DATASET EXTRACT:
• • •

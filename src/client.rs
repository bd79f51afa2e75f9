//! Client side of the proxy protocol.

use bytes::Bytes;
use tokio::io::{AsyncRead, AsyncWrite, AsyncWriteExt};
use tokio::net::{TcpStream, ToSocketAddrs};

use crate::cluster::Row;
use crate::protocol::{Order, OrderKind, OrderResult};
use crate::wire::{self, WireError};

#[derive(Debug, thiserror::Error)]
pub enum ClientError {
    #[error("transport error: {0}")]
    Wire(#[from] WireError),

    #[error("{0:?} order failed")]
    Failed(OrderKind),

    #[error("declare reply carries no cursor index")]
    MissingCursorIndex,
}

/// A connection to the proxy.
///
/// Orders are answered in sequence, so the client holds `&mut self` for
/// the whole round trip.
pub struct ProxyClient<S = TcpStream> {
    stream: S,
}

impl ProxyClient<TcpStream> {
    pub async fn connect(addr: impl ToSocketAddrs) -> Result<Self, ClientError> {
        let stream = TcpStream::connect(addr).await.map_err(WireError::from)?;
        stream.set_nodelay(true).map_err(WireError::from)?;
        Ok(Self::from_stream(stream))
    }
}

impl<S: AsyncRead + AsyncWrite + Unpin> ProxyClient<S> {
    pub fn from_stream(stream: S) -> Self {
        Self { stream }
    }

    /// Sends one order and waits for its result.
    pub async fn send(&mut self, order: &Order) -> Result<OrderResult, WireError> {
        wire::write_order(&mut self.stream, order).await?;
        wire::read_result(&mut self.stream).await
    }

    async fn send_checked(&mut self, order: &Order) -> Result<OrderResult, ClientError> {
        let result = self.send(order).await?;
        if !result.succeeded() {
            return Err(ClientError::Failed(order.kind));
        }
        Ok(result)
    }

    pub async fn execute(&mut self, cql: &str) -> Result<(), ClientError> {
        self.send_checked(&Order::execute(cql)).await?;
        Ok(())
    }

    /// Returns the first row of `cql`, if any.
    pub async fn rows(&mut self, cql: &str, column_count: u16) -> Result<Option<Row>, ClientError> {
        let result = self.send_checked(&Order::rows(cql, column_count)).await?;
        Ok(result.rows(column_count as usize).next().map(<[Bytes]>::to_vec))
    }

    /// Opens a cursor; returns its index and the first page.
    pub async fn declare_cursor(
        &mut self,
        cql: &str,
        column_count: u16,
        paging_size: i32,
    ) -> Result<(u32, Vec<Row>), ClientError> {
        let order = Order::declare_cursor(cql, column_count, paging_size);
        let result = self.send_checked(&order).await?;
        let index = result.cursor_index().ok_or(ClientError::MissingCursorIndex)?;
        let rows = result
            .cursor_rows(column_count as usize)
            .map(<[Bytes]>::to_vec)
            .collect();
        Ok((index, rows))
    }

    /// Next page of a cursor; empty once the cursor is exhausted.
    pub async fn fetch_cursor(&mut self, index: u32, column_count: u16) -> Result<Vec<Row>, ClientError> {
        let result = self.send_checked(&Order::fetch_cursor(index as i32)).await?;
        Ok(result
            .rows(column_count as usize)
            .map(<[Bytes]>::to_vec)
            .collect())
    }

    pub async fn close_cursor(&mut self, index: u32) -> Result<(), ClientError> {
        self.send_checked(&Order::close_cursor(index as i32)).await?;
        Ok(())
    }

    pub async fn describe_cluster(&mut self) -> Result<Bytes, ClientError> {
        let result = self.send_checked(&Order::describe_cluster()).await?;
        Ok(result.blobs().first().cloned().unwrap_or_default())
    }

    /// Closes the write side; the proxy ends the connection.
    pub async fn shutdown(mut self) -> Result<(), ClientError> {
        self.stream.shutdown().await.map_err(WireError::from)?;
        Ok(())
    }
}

• • •

WHAT YOU NEED TO DO: Determine the number of lines in the listing that hold the word "MissingCursorIndex". Nothing but that number is wanted.

REPLY TO THE EXERCISE: 2